§ **REQUIRED ACTION**
Would you count the lines of the listing that carry the word "message"? Give only the resulting number.

*** Opening DATA SHOWN ***

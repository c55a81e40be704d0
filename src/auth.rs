use axum::{
    Json,
    extract::{Request, State},
    http::{HeaderMap, StatusCode},
    middleware::Next,
    response::{IntoResponse, Response},
};
use serde::Serialize;
use std::collections::HashSet;
use std::fs::File;
use std::io::{BufRead, BufReader};
use std::path::{Path, PathBuf};

use crate::utils::header_utils::extract_api_key;

#[derive(Debug, Clone)]
pub struct ApiKeys {
    keys: HashSet<String>,
}

impl ApiKeys {
    /// Create a new empty ApiKeys instance (no authentication)
    pub fn empty() -> Self {
        Self {
            keys: HashSet::new(),
        }
    }

    /// Create a new ApiKeys instance from a set of keys (for testing)
    #[allow(dead_code)]
    pub fn from_keys(keys: HashSet<String>) -> Self {
        Self { keys }
    }

    /// Load API keys from a file
    pub fn from_file<P: AsRef<Path>>(path: P) -> Result<Self, std::io::Error> {
        let file = File::open(path)?;
        let reader = BufReader::new(file);
        let mut keys = HashSet::new();

        for line in reader.lines() {
            let line = line?;
            let trimmed = line.trim();

            // Skip empty lines and comments
            if trimmed.is_empty() || trimmed.starts_with('#') {
                continue;
            }

            keys.insert(trimmed.to_string());
        }

        Ok(Self { keys })
    }

    /// Check if authentication is enabled (i.e., keys are configured)
    pub fn is_enabled(&self) -> bool {
        !self.keys.is_empty()
    }

    /// Validate if a key is valid
    pub fn validate(&self, key: &str) -> bool {
        self.keys.contains(key)
    }

    /// Get the number of configured keys
    pub fn count(&self) -> usize {
        self.keys.len()
    }
}

#[derive(Debug, Serialize)]
struct ErrorResponse {
    error: String,
    message: String,
}

/// Try to load API keys from various locations
pub fn load_api_keys() -> ApiKeys {
    // Check environment variable first
    if let Ok(key_file_path) = std::env::var("TTS_API_KEY_FILE") {
        match ApiKeys::from_file(&key_file_path) {
            Ok(keys) => {
                if keys.count() > 0 {
                    println!(
                        "✓ Loaded {} API key(s) from: {}",
                        keys.count(),
                        key_file_path
                    );
                    return keys;
                } else {
                    println!("⚠ Warning: API key file is empty: {}", key_file_path);
                }
            }
            Err(e) => {
                println!(
                    "⚠ Warning: Could not read API key file '{}': {}",
                    key_file_path, e
                );
            }
        }
    }

    // Try default locations
    let mut default_locations = vec![
        PathBuf::from("./api_keys.txt"),
        PathBuf::from("/etc/tts-server/api_keys.txt"),
    ];

    // Add home directory location if available
    if let Some(home) = dirs::home_dir() {
        default_locations.insert(1, home.join(".tts-server/api_keys.txt"));
    }

    for location in default_locations {
        if location.exists() {
            match ApiKeys::from_file(&location) {
                Ok(keys) => {
                    if keys.count() > 0 {
                        println!(
                            "✓ Loaded {} API key(s) from: {}",
                            keys.count(),
                            location.display()
                        );
                        return keys;
                    }
                }
                Err(e) => {
                    tracing::debug!("Could not read key file {:?}: {}", location, e);
                }
            }
        }
    }

    // No keys found - run without authentication
    println!("ℹ No API key file found - authentication disabled");
    ApiKeys::empty()
}

/// Middleware to check API key authentication
pub async fn auth_middleware(
    State(keys): State<ApiKeys>,
    headers: HeaderMap,
    request: Request,
    next: Next,
) -> Response {
    // If no keys configured, skip authentication
    if !keys.is_enabled() {
        return next.run(request).await;
    }

    // Try to extract API key from headers
    let api_key = extract_api_key(&headers);

    match api_key {
        Some(key) if keys.validate(&key) => {
            // Valid key - proceed
            next.run(request).await
        }
        Some(_) | None => (
            StatusCode::UNAUTHORIZED,
            Json(ErrorResponse {
                error: "Unauthorized".to_string(),
                message: "Invalid or missing API key".to_string(),
            }),
        )
            .into_response(),
    }
}

/// Build an `ApiKeys` holding the single shared secret from [`crate::config::Config`].
/// An empty key disables authentication, matching `Config::auth_enabled`.
pub fn from_config(api_key: &str) -> ApiKeys {
    if api_key.is_empty() {
        ApiKeys::empty()
    } else {
        let mut keys = HashSet::new();
        keys.insert(api_key.to_string());
        ApiKeys::from_keys(keys)
    }
}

*** Closing DATA SHOWN ***

§ **ANSWER BELOW**
2